Cost and velocity deltas
Deltas show how a scenario differs from Live.
Use them to evaluate trade-offs before promotion.
What a delta means
A delta is the difference between:
- Scenario value (proposed state)
- Live value (current baseline)
Positive and negative deltas are not automatically good or bad. Interpretation depends on intent.
The summary compares the scenario's latest available aggregate snapshot with Live's latest available snapshot. If the scenario has a newer recompute than Live, the delta reflects that newer scenario total immediately. Archived scenarios stay pinned to their archive date so the comparison does not drift later.
Core delta lenses
Cost deltas
Use cost deltas to answer:
- What is the monthly increase or decrease?

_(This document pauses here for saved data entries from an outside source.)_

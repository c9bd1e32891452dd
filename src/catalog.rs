//! # Recipe Catalog Module
//!
//! This module defines the typed recipe records and loads them from a JSON
//! catalog. Every record is validated when the catalog is read, so matching
//! never has to deal with missing or malformed fields.
//!
//! ## Catalog format
//!
//! ```json
//! [
//!   {
//!     "name": "Omelette",
//!     "ingredients": ["egg", "milk", "salt"],
//!     "time": 10,
//!     "complexity": "light",
//!     "replacements": { "milk": ["cream"] }
//!   }
//! ]
//! ```
//!
//! `replacements` is optional and defaults to an empty mapping.

use log::{debug, info};
use serde::de::{self, Deserializer, MapAccess, Visitor};
use serde::{Deserialize, Serialize};
use std::collections::HashSet;
use std::fmt;
use std::fs::File;
use std::io::{BufReader, Read};
use std::path::{Path, PathBuf};
use std::str::FromStr;
use thiserror::Error;

/// Errors raised while loading a recipe catalog
#[derive(Debug, Error)]
pub enum LoadError {
    /// The catalog source could not be opened or read
    #[error("failed to read recipe catalog {}: {source}", .path.display())]
    Io {
        path: PathBuf,
        #[source]
        source: std::io::Error,
    },
    /// The catalog is not a well-formed sequence of recipe records
    #[error("malformed recipe catalog: {0}")]
    Malformed(#[from] serde_json::Error),
    /// Two records share the same name
    #[error("duplicate recipe name in catalog: {0}")]
    DuplicateName(String),
    /// A record has a blank name
    #[error("recipe at position {0} has an empty name")]
    EmptyName(usize),
    /// A record's preparation time is negative or not a finite number
    #[error("recipe {name:?} has an invalid preparation time: {time}")]
    InvalidTime { name: String, time: f64 },
}

/// Error returned when a complexity label is not one of the known levels
#[derive(Debug, Clone, PartialEq, Eq, Error)]
#[error("unknown complexity level: {0:?}")]
pub struct ParseComplexityError(pub String);

/// How demanding a recipe is to prepare
#[derive(Debug, Clone, Copy, PartialEq, Eq, Hash, Serialize)]
#[serde(rename_all = "lowercase")]
pub enum Complexity {
    Light,
    Medium,
    Hard,
}

impl Complexity {
    /// Fixed ordering rank used by the complexity sorter (light = 1 ... hard = 3)
    pub fn rank(self) -> u8 {
        match self {
            Complexity::Light => 1,
            Complexity::Medium => 2,
            Complexity::Hard => 3,
        }
    }

    pub fn as_str(self) -> &'static str {
        match self {
            Complexity::Light => "light",
            Complexity::Medium => "medium",
            Complexity::Hard => "hard",
        }
    }
}

impl fmt::Display for Complexity {
    fn fmt(&self, f: &mut fmt::Formatter<'_>) -> fmt::Result {
        f.pad(self.as_str())
    }
}

impl FromStr for Complexity {
    type Err = ParseComplexityError;

    /// Parse a complexity label, case-insensitively.
    ///
    /// Besides the English labels, the Russian labels found in older
    /// catalog files are accepted.
    fn from_str(s: &str) -> Result<Self, Self::Err> {
        match s.trim().to_lowercase().as_str() {
            "light" | "лёгкая" | "легкая" => Ok(Complexity::Light),
            "medium" | "средняя" => Ok(Complexity::Medium),
            "hard" | "сложная" => Ok(Complexity::Hard),
            _ => Err(ParseComplexityError(s.to_string())),
        }
    }
}

impl<'de> Deserialize<'de> for Complexity {
    fn deserialize<D: Deserializer<'de>>(deserializer: D) -> Result<Self, D::Error> {
        let label = String::deserialize(deserializer)?;
        label.parse().map_err(de::Error::custom)
    }
}

/// Substitutes declared by a single recipe, in declaration order
///
/// JSON objects are read in document order, so the order in which a recipe
/// lists its replacements is the order in which they reach the
/// substitution graph.
#[derive(Debug, Clone, Default, PartialEq, Eq, Serialize)]
pub struct LocalReplacements(Vec<(String, Vec<String>)>);

impl LocalReplacements {
    pub fn new(entries: Vec<(String, Vec<String>)>) -> Self {
        Self(entries)
    }

    pub fn iter(&self) -> impl Iterator<Item = (&str, &[String])> {
        self.0.iter().map(|(k, v)| (k.as_str(), v.as_slice()))
    }

    pub fn len(&self) -> usize {
        self.0.len()
    }

    pub fn is_empty(&self) -> bool {
        self.0.is_empty()
    }
}

impl<'de> Deserialize<'de> for LocalReplacements {
    fn deserialize<D: Deserializer<'de>>(deserializer: D) -> Result<Self, D::Error> {
        struct OrderedVisitor;

        impl<'de> Visitor<'de> for OrderedVisitor {
            type Value = LocalReplacements;

            fn expecting(&self, f: &mut fmt::Formatter<'_>) -> fmt::Result {
                f.write_str("a map from ingredient name to a list of substitutes")
            }

            fn visit_map<A: MapAccess<'de>>(self, mut map: A) -> Result<Self::Value, A::Error> {
                let mut entries = Vec::with_capacity(map.size_hint().unwrap_or(0));
                while let Some((ingredient, substitutes)) =
                    map.next_entry::<String, Vec<String>>()?
                {
                    entries.push((ingredient, substitutes));
                }
                Ok(LocalReplacements(entries))
            }
        }

        deserializer.deserialize_map(OrderedVisitor)
    }
}

/// A single catalog entry
#[derive(Debug, Clone, PartialEq, Serialize, Deserialize)]
pub struct Recipe {
    /// Unique recipe name
    pub name: String,
    /// Required ingredients, in the order the recipe declares them
    pub ingredients: Vec<String>,
    /// Preparation time in minutes; fractional values are allowed
    pub time: f64,
    pub complexity: Complexity,
    /// Recipe-local substitutes, keyed by ingredient
    #[serde(default)]
    pub replacements: LocalReplacements,
}

/// The loaded, validated recipe collection, in source order
#[derive(Debug, Clone, Default, PartialEq)]
pub struct Catalog {
    recipes: Vec<Recipe>,
}

impl Catalog {
    /// Build a catalog from already-typed records.
    ///
    /// Applies the same validation as the file loaders.
    pub fn new(recipes: Vec<Recipe>) -> Result<Self, LoadError> {
        validate(&recipes)?;
        info!("Loaded recipe catalog with {} recipes", recipes.len());
        Ok(Self { recipes })
    }

    /// Load a catalog from a JSON file
    ///
    /// # Errors
    ///
    /// Returns `LoadError::Io` if the file cannot be opened or read, and
    /// `LoadError::Malformed` / `DuplicateName` / `EmptyName` if its content
    /// is not a valid catalog. No partial catalog is ever returned.
    ///
    /// # Examples
    ///
    /// ```rust,no_run
    /// use recipe_finder::catalog::Catalog;
    ///
    /// let catalog = Catalog::from_path("recipes.json")?;
    /// println!("{} recipes", catalog.len());
    /// # Ok::<(), recipe_finder::catalog::LoadError>(())
    /// ```
    pub fn from_path<P: AsRef<Path>>(path: P) -> Result<Self, LoadError> {
        let path = path.as_ref();
        info!("Loading recipe catalog from: {}", path.display());

        let file = File::open(path).map_err(|source| LoadError::Io {
            path: path.to_path_buf(),
            source,
        })?;
        let mut text = String::new();
        BufReader::new(file)
            .read_to_string(&mut text)
            .map_err(|source| LoadError::Io {
                path: path.to_path_buf(),
                source,
            })?;

        Self::from_json_str(&text)
    }

    /// Load a catalog from any reader producing JSON
    pub fn from_reader<R: Read>(reader: R) -> Result<Self, LoadError> {
        let recipes: Vec<Recipe> = serde_json::from_reader(reader)?;
        Self::new(recipes)
    }

    /// Load a catalog from a JSON string
    pub fn from_json_str(text: &str) -> Result<Self, LoadError> {
        let recipes: Vec<Recipe> = serde_json::from_str(text)?;
        debug!("Parsed {} recipe records", recipes.len());
        Self::new(recipes)
    }

    pub fn recipes(&self) -> &[Recipe] {
        &self.recipes
    }

    /// Find a recipe by its exact name
    pub fn get(&self, name: &str) -> Option<&Recipe> {
        self.recipes.iter().find(|r| r.name == name)
    }

    pub fn len(&self) -> usize {
        self.recipes.len()
    }

    pub fn is_empty(&self) -> bool {
        self.recipes.is_empty()
    }
}

fn validate(recipes: &[Recipe]) -> Result<(), LoadError> {
    let mut seen = HashSet::with_capacity(recipes.len());
    for (position, recipe) in recipes.iter().enumerate() {
        if recipe.name.trim().is_empty() {
            return Err(LoadError::EmptyName(position));
        }
        if !seen.insert(recipe.name.as_str()) {
            return Err(LoadError::DuplicateName(recipe.name.clone()));
        }
        if !recipe.time.is_finite() || recipe.time < 0.0 {
            return Err(LoadError::InvalidTime {
                name: recipe.name.clone(),
                time: recipe.time,
            });
        }
    }
    Ok(())
}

- Which units drive most of the change?
- Is the change aligned with expected capacity gains?
Velocity deltas
Use velocity deltas to answer:
- Does delivery capacity improve in target areas?
- Are we trading speed in one area for gains in another?
- Is the velocity change plausible based on placement edits?
How to review deltas effectively
- Start with top-level totals.
- Drill into major contributors by team/department.
- Validate that structural edits explain the metric shift.
- Document assumptions before decision meetings.
Decision framing
Use a simple decision frame:
- Impact: What changes materially?
- Confidence: How reliable is this estimate?
- Trade-off: What did we gain and what did we accept?
This keeps reviews concrete and comparable across scenarios.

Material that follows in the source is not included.